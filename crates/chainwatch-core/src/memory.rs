//! In-memory store.
//!
//! Keeps all pipeline state in RAM behind one lock. Used by tests and by
//! short-lived watchers that do not need persistence.

use std::collections::{BTreeMap, HashMap};
use std::sync::{Mutex, MutexGuard, PoisonError};

use async_trait::async_trait;

use crate::error::WatcherError;
use crate::store::Store;
use crate::types::{BlockPointer, BlockProgress, EntityVersion, Event, SyncPointer, SyncStatus};

#[derive(Default)]
struct Inner {
    sync_status: Option<SyncStatus>,
    blocks: HashMap<String, BlockProgress>,
    events: HashMap<String, BTreeMap<u32, Event>>,
    /// Keyed by `(entity_type, entity_id, block_hash)`.
    entities: HashMap<(String, String, String), EntityVersion>,
}

/// In-memory [`Store`]. All data is lost when the process exits.
#[derive(Default)]
pub struct MemoryStore {
    inner: Mutex<Inner>,
}

impl MemoryStore {
    pub fn new() -> Self {
        Self::default()
    }

    fn lock(&self) -> MutexGuard<'_, Inner> {
        self.inner.lock().unwrap_or_else(PoisonError::into_inner)
    }

    /// Total number of stored block progress rows.
    pub fn block_count(&self) -> usize {
        self.lock().blocks.len()
    }

    /// Total number of stored events across all blocks.
    pub fn event_count(&self) -> usize {
        self.lock().events.values().map(BTreeMap::len).sum()
    }
}

#[async_trait]
impl Store for MemoryStore {
    async fn sync_status(&self) -> Result<Option<SyncStatus>, WatcherError> {
        Ok(self.lock().sync_status.clone())
    }

    async fn init_sync_status(&self, block: &BlockPointer) -> Result<SyncStatus, WatcherError> {
        Ok(self
            .lock()
            .sync_status
            .get_or_insert_with(|| SyncStatus::bootstrap(block))
            .clone())
    }

    async fn advance_sync_status(
        &self,
        pointer: SyncPointer,
        block: &BlockPointer,
        force: bool,
    ) -> Result<SyncStatus, WatcherError> {
        let mut inner = self.lock();
        let status = inner
            .sync_status
            .as_mut()
            .ok_or_else(|| WatcherError::Storage("sync status not initialised".into()))?;
        status.advance(pointer, block, force);
        Ok(status.clone())
    }

    async fn block_progress(&self, block_hash: &str) -> Result<Option<BlockProgress>, WatcherError> {
        Ok(self.lock().blocks.get(block_hash).cloned())
    }

    async fn blocks_at_height(
        &self,
        block_number: u64,
        include_pruned: bool,
    ) -> Result<Vec<BlockProgress>, WatcherError> {
        let mut blocks: Vec<BlockProgress> = self
            .lock()
            .blocks
            .values()
            .filter(|b| b.block_number == block_number && (include_pruned || !b.is_pruned))
            .cloned()
            .collect();
        blocks.sort_by(|a, b| a.block_hash.cmp(&b.block_hash));
        Ok(blocks)
    }

    async fn save_block(
        &self,
        progress: &BlockProgress,
        events: &[Event],
    ) -> Result<BlockProgress, WatcherError> {
        let mut inner = self.lock();
        if let Some(existing) = inner.blocks.get(&progress.block_hash) {
            return Ok(existing.clone());
        }
        inner.blocks.insert(progress.block_hash.clone(), progress.clone());
        let stored = inner.events.entry(progress.block_hash.clone()).or_default();
        for event in events {
            stored.entry(event.index).or_insert_with(|| event.clone());
        }
        Ok(progress.clone())
    }

    async fn update_block_progress(&self, progress: &BlockProgress) -> Result<(), WatcherError> {
        let mut inner = self.lock();
        let row = inner.blocks.get_mut(&progress.block_hash).ok_or_else(|| {
            WatcherError::Storage(format!("block {} not found", progress.block_hash))
        })?;
        *row = progress.clone();
        Ok(())
    }

    async fn complete_block(
        &self,
        progress: &BlockProgress,
        events: &[Event],
    ) -> Result<(), WatcherError> {
        let mut inner = self.lock();
        if !inner.blocks.contains_key(&progress.block_hash) {
            return Err(WatcherError::Storage(format!(
                "block {} not found",
                progress.block_hash
            )));
        }
        let stored = inner.events.entry(progress.block_hash.clone()).or_default();
        for event in events {
            stored.insert(event.index, event.clone());
        }
        inner.blocks.insert(progress.block_hash.clone(), progress.clone());
        Ok(())
    }

    async fn mark_blocks_pruned(&self, block_hashes: &[String]) -> Result<(), WatcherError> {
        let mut inner = self.lock();
        for hash in block_hashes {
            if let Some(block) = inner.blocks.get_mut(hash) {
                block.is_pruned = true;
            }
        }
        Ok(())
    }

    async fn incomplete_blocks(&self) -> Result<Vec<BlockProgress>, WatcherError> {
        let mut blocks: Vec<BlockProgress> = self
            .lock()
            .blocks
            .values()
            .filter(|b| !b.is_complete && !b.is_pruned)
            .cloned()
            .collect();
        blocks.sort_by_key(|b| b.block_number);
        Ok(blocks)
    }

    async fn block_events(
        &self,
        block_hash: &str,
        after_index: Option<u32>,
    ) -> Result<Vec<Event>, WatcherError> {
        let inner = self.lock();
        let Some(events) = inner.events.get(block_hash) else {
            return Ok(Vec::new());
        };
        Ok(events
            .values()
            .filter(|e| after_index.map_or(true, |after| e.index > after))
            .cloned()
            .collect())
    }

    async fn save_event(&self, event: &Event) -> Result<(), WatcherError> {
        self.lock()
            .events
            .entry(event.block_hash.clone())
            .or_default()
            .insert(event.index, event.clone());
        Ok(())
    }

    async fn remove_unknown_events(&self, block_hash: &str) -> Result<u64, WatcherError> {
        let mut inner = self.lock();
        let Some(events) = inner.events.get_mut(block_hash) else {
            return Ok(0);
        };
        let before = events.len();
        events.retain(|_, e| !e.name.is_unknown());
        Ok((before - events.len()) as u64)
    }

    async fn save_entity_version(&self, version: &EntityVersion) -> Result<(), WatcherError> {
        let key = (
            version.entity_type.clone(),
            version.entity_id.clone(),
            version.block_hash.clone(),
        );
        self.lock().entities.insert(key, version.clone());
        Ok(())
    }

    async fn entity_version_at(
        &self,
        entity_type: &str,
        entity_id: &str,
        block_hash: &str,
    ) -> Result<Option<EntityVersion>, WatcherError> {
        let key = (
            entity_type.to_string(),
            entity_id.to_string(),
            block_hash.to_string(),
        );
        Ok(self.lock().entities.get(&key).cloned())
    }

    async fn latest_entity_version(
        &self,
        entity_type: &str,
        entity_id: &str,
        max_block_number: u64,
    ) -> Result<Option<EntityVersion>, WatcherError> {
        let inner = self.lock();
        Ok(inner
            .entities
            .values()
            .filter(|v| {
                v.entity_type == entity_type
                    && v.entity_id == entity_id
                    && v.block_number <= max_block_number
                    && inner.blocks.get(&v.block_hash).map_or(false, |b| !b.is_pruned)
            })
            .max_by(|a, b| {
                a.block_number
                    .cmp(&b.block_number)
                    .then_with(|| b.block_hash.cmp(&a.block_hash))
            })
            .cloned())
    }

    async fn rewind_to(&self, block: &BlockPointer) -> Result<(), WatcherError> {
        let mut inner = self.lock();
        let removed: Vec<String> = inner
            .blocks
            .values()
            .filter(|b| b.block_number > block.number)
            .map(|b| b.block_hash.clone())
            .collect();
        for hash in &removed {
            inner.blocks.remove(hash);
            inner.events.remove(hash);
        }
        inner.entities.retain(|_, v| v.block_number <= block.number);
        if let Some(status) = inner.sync_status.as_mut() {
            for pointer in [
                SyncPointer::ChainHead,
                SyncPointer::LatestIndexed,
                SyncPointer::LatestCanonical,
            ] {
                if status.get(pointer).number > block.number {
                    status.advance(pointer, block, true);
                }
            }
        }
        Ok(())
    }
}

#[cfg(test)]
mod tests {
    use super::*;
    use crate::types::{BlockHeader, EventName};
    use serde_json::json;

    fn block(number: u64, hash: &str, parent: &str, num_events: u32) -> BlockProgress {
        BlockProgress::new(
            &BlockHeader {
                hash: hash.into(),
                number,
                parent_hash: parent.into(),
                timestamp: 0,
            },
            num_events,
        )
    }

    fn event(block_hash: &str, index: u32, name: EventName) -> Event {
        Event {
            block_hash: block_hash.into(),
            index,
            contract: "0xc0ffee".into(),
            name,
            extra_info: json!({}),
            proof: None,
        }
    }

    #[tokio::test]
    async fn save_block_is_idempotent() {
        let store = MemoryStore::new();
        let b = block(1, "0xa", "0x0", 2);
        let events = vec![
            event("0xa", 0, EventName::Unknown),
            event("0xa", 1, EventName::known("Transfer", json!({}))),
        ];

        store.save_block(&b, &events).await.unwrap();
        let mut advanced = b.clone();
        advanced.record_processed(0).unwrap();
        store.update_block_progress(&advanced).await.unwrap();

        // replay returns the stored row and writes nothing
        let replayed = store.save_block(&b, &events).await.unwrap();
        assert_eq!(replayed.num_processed_events, 1);
        assert_eq!(store.block_count(), 1);
        assert_eq!(store.event_count(), 2);
    }

    #[tokio::test]
    async fn init_sync_status_keeps_existing() {
        let store = MemoryStore::new();
        let first = store.init_sync_status(&BlockPointer::new("0xa", 10)).await.unwrap();
        let second = store.init_sync_status(&BlockPointer::new("0xb", 20)).await.unwrap();
        assert_eq!(first, second);
        assert_eq!(second.latest_indexed.number, 9);
    }

    #[tokio::test]
    async fn block_events_after_index() {
        let store = MemoryStore::new();
        let events: Vec<Event> = (0..4).map(|i| event("0xa", i, EventName::Unknown)).collect();
        store.save_block(&block(1, "0xa", "0x0", 4), &events).await.unwrap();

        let rest = store.block_events("0xa", Some(1)).await.unwrap();
        assert_eq!(rest.iter().map(|e| e.index).collect::<Vec<_>>(), vec![2, 3]);
        assert_eq!(store.remove_unknown_events("0xa").await.unwrap(), 4);
    }

    #[tokio::test]
    async fn rewind_drops_rows_above_height() {
        let store = MemoryStore::new();
        store.init_sync_status(&BlockPointer::new("0x1", 1)).await.unwrap();
        for n in 1..=5u64 {
            let parent = format!("0x{}", n - 1);
            store.save_block(&block(n, &format!("0x{n}"), &parent, 0), &[]).await.unwrap();
        }
        store
            .advance_sync_status(SyncPointer::ChainHead, &BlockPointer::new("0x5", 5), false)
            .await
            .unwrap();
        store
            .advance_sync_status(SyncPointer::LatestIndexed, &BlockPointer::new("0x5", 5), false)
            .await
            .unwrap();

        store.rewind_to(&BlockPointer::new("0x3", 3)).await.unwrap();

        assert_eq!(store.block_count(), 3);
        let status = store.sync_status().await.unwrap().unwrap();
        assert_eq!(status.chain_head.number, 3);
        assert_eq!(status.latest_indexed.number, 3);
        // canonical was already below the rewind height
        assert_eq!(status.latest_canonical.number, 1);
    }

    #[tokio::test]
    async fn latest_entity_version_skips_pruned() {
        let store = MemoryStore::new();
        store.save_block(&block(4, "0x4a", "0x3", 0), &[]).await.unwrap();
        store.save_block(&block(4, "0x4b", "0x3", 0), &[]).await.unwrap();
        for hash in ["0x4a", "0x4b"] {
            store
                .save_entity_version(&EntityVersion {
                    entity_type: "Pool".into(),
                    entity_id: "p1".into(),
                    block_hash: hash.into(),
                    block_number: 4,
                    data: json!(hash),
                })
                .await
                .unwrap();
        }
        store.mark_blocks_pruned(&["0x4a".to_string()]).await.unwrap();

        let latest = store.latest_entity_version("Pool", "p1", 10).await.unwrap().unwrap();
        assert_eq!(latest.block_hash, "0x4b");
        assert!(store.latest_entity_version("Pool", "p1", 3).await.unwrap().is_none());
    }
}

Work to be completed = Lines with the string "ChainHead": pick each one out of the material and return it.

Solution to this exercise =
                SyncPointer::ChainHead,
            .advance_sync_status(SyncPointer::ChainHead, &BlockPointer::new("0x5", 5), false)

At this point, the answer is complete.